Syntax Procedures
Speaking the Language of the Problem
Using Syntax Procedures for Complex Data
We encounter a certain kind of problem in all sorts of programming, because most programming deals with data abstraction. The problem takes on even more meaning when we are writing especially complex code, of the sort we write when doing recursion on a complex data type.
Very often, when programming, we use a data structure from our programming language to implement an "abstract" data type, that is, a data type not defined as primitive in our language. For example, we might use a Racket list to implement a set data type. +
You may do this for a future homework assignment...
But when we write client code that uses sets, any references to the underlying implementation have at least two negative effects.
First, any change to the data implementation requires a change to the client code. You studied this problem in some detail in your Data Structures and see it again in Intermediate Computing.
Second, the code you write does not look like it is operating
on the abstract type; it looks like it is operating on the
underlying implementation! The use of built-in functions such
as car and vector-ref distract the
reader from the set operations, requiring constant translation
in the reader's mind.
This second problem is an intensely human problem, one that affects the programmer and reader alike.

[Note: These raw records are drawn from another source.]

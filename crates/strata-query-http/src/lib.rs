//! HTTP backend for strata-query
//!
//! Each query renders a JSON [`RequestDescriptor`]:
//!
//! ```json
//! {"method": "GET", "path": "/customers/{id}/orders",
//!  "variables": {"id": ${customerId}}, "query": {"status": ${status}}}
//! ```
//!
//! Rows are read from the response at the query's `result-pointer` (a JSON
//! pointer, default the whole document); `total-pointer` enables counting.

mod request;

pub use request::{HttpDialect, RequestDescriptor, LIMIT_PARAM_PROPERTY, OFFSET_PARAM_PROPERTY};

use async_trait::async_trait;
use reqwest::{Client, Method};
use serde_json::Value;
use std::collections::BTreeMap;
use std::sync::Arc;
use std::time::Duration;
use strata_query::{
    BackendDialect, Capability, ConnectionConfig, ExecutorFactory, Querier, QueryError,
    QueryExecutor, Record, Result,
};
use tracing::{debug, error};

/// Query property holding the JSON pointer of the result rows
pub const RESULT_POINTER_PROPERTY: &str = "result-pointer";
/// Query property holding the JSON pointer of the total row count
pub const TOTAL_POINTER_PROPERTY: &str = "total-pointer";

/// Executor for remote JSON resources
pub struct HttpExecutor {
    client: Client,
    base_url: String,
    headers: BTreeMap<String, String>,
    credentials: Option<(String, Option<String>)>,
    dialect: HttpDialect,
}

impl HttpExecutor {
    pub fn new(base_url: impl Into<String>, timeout: Option<Duration>) -> Result<Self> {
        let mut builder = Client::builder();
        if let Some(timeout) = timeout {
            builder = builder.timeout(timeout);
        }
        let client = builder.build().map_err(|e| {
            QueryError::InvalidConfiguration(format!("Failed to create HTTP client: {}", e))
        })?;

        Ok(Self {
            client,
            base_url: base_url.into().trim_end_matches('/').to_string(),
            headers: BTreeMap::new(),
            credentials: None,
            dialect: HttpDialect,
        })
    }

    /// Header sent with every request, ahead of descriptor headers
    pub fn with_header(mut self, name: impl Into<String>, value: impl Into<String>) -> Self {
        self.headers.insert(name.into(), value.into());
        self
    }

    pub fn with_credentials(mut self, username: impl Into<String>, password: Option<String>) -> Self {
        self.credentials = Some((username.into(), password));
        self
    }

    async fn send(&self, querier: &Querier) -> Result<Value> {
        let request = RequestDescriptor::parse(querier)?;
        let method = Method::from_bytes(request.method.to_uppercase().as_bytes()).map_err(|_| {
            QueryError::QueryFailed(format!("Unsupported method: {}", request.method))
        })?;
        let url = format!("{}{}", self.base_url, request.resolved_path()?);

        debug!("HTTP request for {}: {} {}", querier.name(), method, url);

        let mut builder = self.client.request(method, &url).query(&request.query_pairs());
        for (name, value) in self.headers.iter().chain(request.headers.iter()) {
            builder = builder.header(name.as_str(), value.as_str());
        }
        if let Some((username, password)) = &self.credentials {
            builder = builder.basic_auth(username, password.as_ref());
        }
        if let Some(body) = &request.body {
            builder = builder.json(body);
        }
        if let Some(timeout) = querier.timeout() {
            builder = builder.timeout(timeout);
        }

        let response = builder.send().await.map_err(|e| match querier.timeout() {
            Some(timeout) if e.is_timeout() => QueryError::QueryTimeout(timeout.as_millis() as u64),
            _ => QueryError::ConnectionFailed(format!("HTTP request failed: {}", e)),
        })?;

        let status = response.status();
        let text = response
            .text()
            .await
            .map_err(|e| QueryError::QueryFailed(format!("Failed to read response: {}", e)))?;

        if !status.is_success() {
            error!("HTTP request for {} returned {}", querier.name(), status);
            return Err(QueryError::QueryFailed(format!(
                "HTTP request returned status {}: {}",
                status, text
            )));
        }
        if text.trim().is_empty() {
            return Ok(Value::Null);
        }

        serde_json::from_str(&text).map_err(|e| {
            QueryError::Serialization(format!("Failed to parse response: {} - Body: {}", e, text))
        })
    }
}

/// Rows at `pointer`: an array of objects, a single object, or nothing
fn records_at(response: &Value, pointer: &str) -> Result<Vec<Record>> {
    let target = if pointer.is_empty() {
        Some(response)
    } else {
        response.pointer(pointer)
    };

    match target {
        None | Some(Value::Null) => Ok(Vec::new()),
        Some(Value::Object(record)) => Ok(vec![record.clone()]),
        Some(Value::Array(items)) => items
            .iter()
            .map(|item| match item {
                Value::Object(record) => Ok(record.clone()),
                other => Err(QueryError::QueryFailed(format!(
                    "Expected an object row at {}, got {}",
                    pointer, other
                ))),
            })
            .collect(),
        Some(other) => Err(QueryError::QueryFailed(format!(
            "Expected rows at '{}', got {}",
            pointer, other
        ))),
    }
}

#[async_trait]
impl QueryExecutor for HttpExecutor {
    fn backend(&self) -> &str {
        "http"
    }

    fn dialect(&self) -> &dyn BackendDialect {
        &self.dialect
    }

    fn capabilities(&self) -> Vec<Capability> {
        vec![Capability::Http, Capability::Count]
    }

    async fn execute(&self, querier: &Querier) -> Result<Vec<Record>> {
        let response = self.send(querier).await?;
        let pointer = querier
            .property::<String>(RESULT_POINTER_PROPERTY)
            .unwrap_or_default();
        records_at(&response, &pointer)
    }

    async fn count(&self, querier: &Querier) -> Result<u64> {
        let Some(pointer) = querier.property::<String>(TOTAL_POINTER_PROPERTY) else {
            return Err(QueryError::operation_not_supported(format!(
                "{} declares no {}",
                querier.name(),
                TOTAL_POINTER_PROPERTY
            )));
        };
        let response = self.send(querier).await?;
        match response.pointer(&pointer) {
            Some(Value::Number(n)) => n.as_u64().ok_or_else(|| {
                QueryError::QueryFailed(format!("Total at {} is not a count: {}", pointer, n))
            }),
            Some(Value::String(s)) => s.trim().parse().map_err(|_| {
                QueryError::QueryFailed(format!("Total at {} is not a count: {}", pointer, s))
            }),
            other => Err(QueryError::QueryFailed(format!(
                "No total at {}: {:?}",
                pointer, other
            ))),
        }
    }
}

/// Creates [`HttpExecutor`]s from connection configurations.
///
/// Options named `header.<Name>` become default request headers.
#[derive(Debug, Default)]
pub struct HttpExecutorFactory;

impl HttpExecutorFactory {
    pub fn new() -> Self {
        Self
    }
}

#[async_trait]
impl ExecutorFactory for HttpExecutorFactory {
    fn backend_type(&self) -> &'static str {
        "http"
    }

    async fn create_executor(&self, config: ConnectionConfig) -> Result<Arc<dyn QueryExecutor>> {
        let base_url = match (&config.url, &config.host) {
            (Some(url), _) => url.clone(),
            (None, Some(host)) => match config.port {
                Some(port) => format!("http://{}:{}", host, port),
                None => format!("http://{}", host),
            },
            (None, None) => {
                return Err(QueryError::InvalidConfiguration(
                    "HTTP backend requires a url or host".to_string(),
                ))
            }
        };
        debug!("Creating HTTP executor for {}", base_url);

        let mut executor = HttpExecutor::new(base_url, config.timeout)?;
        for (key, value) in &config.options {
            if let Some(name) = key.strip_prefix("header.") {
                executor = executor.with_header(name, value.clone());
            }
        }
        if let Some(username) = &config.username {
            executor = executor.with_credentials(username.clone(), config.password.clone());
        }
        Ok(Arc::new(executor))
    }
}


#[cfg(test)]
mod integration_tests {
    use super::*;
    use serde_json::json;
    use strata_query::{
        NamedQueryService, Query, QueryMappingService, QueryParameter, Script,
    };
    use wiremock::matchers::{body_json, header, method, path, query_param};
    use wiremock::{Mock, MockServer, ResponseTemplate};

    fn service(mock_server: &MockServer, queries: Vec<Query>) -> NamedQueryService {
        let executor = HttpExecutor::new(mock_server.uri(), Some(Duration::from_secs(5)))
            .unwrap()
            .with_header("Authorization", "Bearer test_token_12345");
        let mappings = Arc::new(QueryMappingService::from_queries(queries).unwrap());
        NamedQueryService::builder("http", Arc::new(executor), mappings).build()
    }

    fn customer_orders() -> Query {
        Query::new(
            "customer-orders",
            Script::template(
                r#"{"path": "/customers/{id}/orders", "variables": {"id": ${customerId}}[[, "query": {"status": ${status}}]]}"#,
            ),
        )
        .with_property(RESULT_POINTER_PROPERTY, "/data")
        .with_property(TOTAL_POINTER_PROPERTY, "/meta/total")
        .with_property(OFFSET_PARAM_PROPERTY, "offset")
        .with_property(LIMIT_PARAM_PROPERTY, "limit")
    }

    #[tokio::test]
    async fn test_select_with_path_variables() {
        let mock_server = MockServer::start().await;

        Mock::given(method("GET"))
            .and(path("/customers/7/orders"))
            .and(query_param("status", "open"))
            .and(header("Authorization", "Bearer test_token_12345"))
            .respond_with(ResponseTemplate::new(200).set_body_json(json!({
                "data": [{"id": 1}, {"id": 2}],
                "meta": {"total": 2}
            })))
            .mount(&mock_server)
            .await;

        let rows = service(&mock_server, vec![customer_orders()])
            .select(
                "customer-orders",
                &QueryParameter::new().with_criteria(json!({"customerId": 7, "status": "open"})),
            )
            .await
            .unwrap();
        assert_eq!(rows.len(), 2);
        assert_eq!(rows[1]["id"], json!(2));
    }

    #[tokio::test]
    async fn test_page_pushes_window_and_counts() {
        let mock_server = MockServer::start().await;

        Mock::given(method("GET"))
            .and(path("/customers/7/orders"))
            .and(query_param("offset", "0"))
            .and(query_param("limit", "2"))
            .respond_with(ResponseTemplate::new(200).set_body_json(json!({
                "data": [{"id": 1}, {"id": 2}],
                "meta": {"total": 9}
            })))
            .expect(1)
            .mount(&mock_server)
            .await;
        // count request carries no window parameters
        Mock::given(method("GET"))
            .and(path("/customers/7/orders"))
            .respond_with(ResponseTemplate::new(200).set_body_json(json!({
                "data": [],
                "meta": {"total": 9}
            })))
            .expect(1)
            .mount(&mock_server)
            .await;

        let page = service(&mock_server, vec![customer_orders()])
            .page(
                "customer-orders",
                &QueryParameter::new()
                    .with_criteria(json!({"customerId": 7}))
                    .with_limit(2),
            )
            .await
            .unwrap();
        assert_eq!(page.results.len(), 2);
        assert_eq!(page.total, 9);
    }

    #[tokio::test]
    async fn test_page_offset_without_offset_param_windows_in_memory() {
        let mock_server = MockServer::start().await;

        Mock::given(method("GET"))
            .and(path("/orders"))
            .respond_with(ResponseTemplate::new(200).set_body_json(json!({
                "data": [{"id": 1}, {"id": 2}, {"id": 3}, {"id": 4}, {"id": 5}],
                "meta": {"total": 5}
            })))
            .expect(2)
            .mount(&mock_server)
            .await;

        let orders = Query::new("orders", Script::template(r#"{"path": "/orders"}"#))
            .with_property(RESULT_POINTER_PROPERTY, "/data")
            .with_property(TOTAL_POINTER_PROPERTY, "/meta/total")
            .with_property(LIMIT_PARAM_PROPERTY, "per_page");

        let page = service(&mock_server, vec![orders])
            .page("orders", &QueryParameter::new().with_offset(2).with_limit(2))
            .await
            .unwrap();
        let ids: Vec<_> = page.results.iter().map(|r| r["id"].clone()).collect();
        assert_eq!(ids, vec![json!(3), json!(4)]);
        assert_eq!(page.offset, 2);
        assert_eq!(page.total, 5);

        let requests = mock_server.received_requests().await.unwrap();
        assert!(requests.iter().all(|r| r.url.query().is_none()));
    }

    #[tokio::test]
    async fn test_post_body_and_error_status() {
        let mock_server = MockServer::start().await;

        Mock::given(method("POST"))
            .and(path("/search"))
            .and(body_json(json!({"term": "ada"})))
            .respond_with(ResponseTemplate::new(200).set_body_json(json!([{"id": 1}])))
            .mount(&mock_server)
            .await;
        Mock::given(method("GET"))
            .and(path("/broken"))
            .respond_with(ResponseTemplate::new(503).set_body_string("maintenance"))
            .mount(&mock_server)
            .await;

        let svc = service(
            &mock_server,
            vec![
                Query::new(
                    "search",
                    Script::template(r#"{"method": "post", "path": "/search", "body": {"term": ${term}}}"#),
                ),
                Query::new("broken", Script::template(r#"{"path": "/broken"}"#)),
            ],
        );

        let row = svc
            .get("search", &QueryParameter::new().with_criteria(json!({"term": "ada"})))
            .await
            .unwrap();
        assert_eq!(row.unwrap()["id"], json!(1));

        let err = svc.select("broken", &QueryParameter::new()).await.unwrap_err();
        assert!(err.to_string().contains("503"));
    }
}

Why should I have to translate one set of operations into another in my head? Why doesn't the program say what it means?
In a language such as Java, the typical solution is to create a class that encapsulates the implementation. This class provides a public interface that specifies the operations on the data type. Then, if the implementation changes, clients are protected, since they refer only to the public interface.
In functional programming, we solve both problems by using syntax procedures.
Example 1: A Point Data Type
Consider the simple example of a point data type. If we
decide to represent points as (x . y) pairs,
then we might implement a function to compute the distance
between two points as follows:
(define (distance x y)
(sqrt (+ (square (- (car x)
(car y)))
(square (- (cdr x)
(cdr y))))) )
I don't know about you, but I find this code confusing on two levels.
-
First,
xandyare points, each of which have an x-coordinate and y-coordinate. So(cdr x)means the y-coordinate of the first point.xandyare not very good names for those parameters. When using a programming language without explicit data types for names, we should use names that reveal information about the expected types of their values. Many folks call this the type-revealing names pattern. -
Second,
(car x)and(cdr x)mean "x-coordinate" and "y-coordinate". Why doesn't our code say so? And what happens if we decide to implement points differently, say, as two-place vectors?
That's why most programmers prefer a distance
function that works like this:
(define point->x car)
(define point->y cdr)
(define (distance point1 point2)
(sqrt (+ (square (- (point->x point1)
(point->x point2)))
(square (- (point->y point1)
(point->y point2))))) )
That code says what we mean.
Example 2: A Binary Tree Data Type
Introduction
Now consider the following example dealing with binary search trees. The BNF definition for our binary search tree data type is:
<bst> ::= ()
| (<number> <bst> <bst>)
In the second arm of this definition, the first
<bst> refers to the left child,
and the second refers to the right child.
For example, the following expression:
'(14 (7 () (12 () ()))
(26 (20 (17 () ())
())
(31 () ())))
corresponds to the tree shown in the following diagram:
The path Function, Before Syntax Procedures
Let's write a function (path n bst) that returns
a list of directions (either 'left' or 'right') for finding
the number n in a binary search tree of numbers,
bst.
Following the data definition, a BST is either an empty tree or a triple of node label, left subtree, and right subtree. So we write:
(define (path n bst)
(if (null? bst)
... ;; we didn't find n
... ;; is this the right node?
))
If we ever get to an empty tree, then the number we were
looking for wasn't in the tree, so we'll signal an error
using Racket's built-in error function:
(define (path n bst)
(if (null? bst)
(error 'path "number not found!")
... ;; is this the right node?
))
When bst is not an an empty tree, we're at
a node and there are possible three cases:
- The number were looking for is less than this node.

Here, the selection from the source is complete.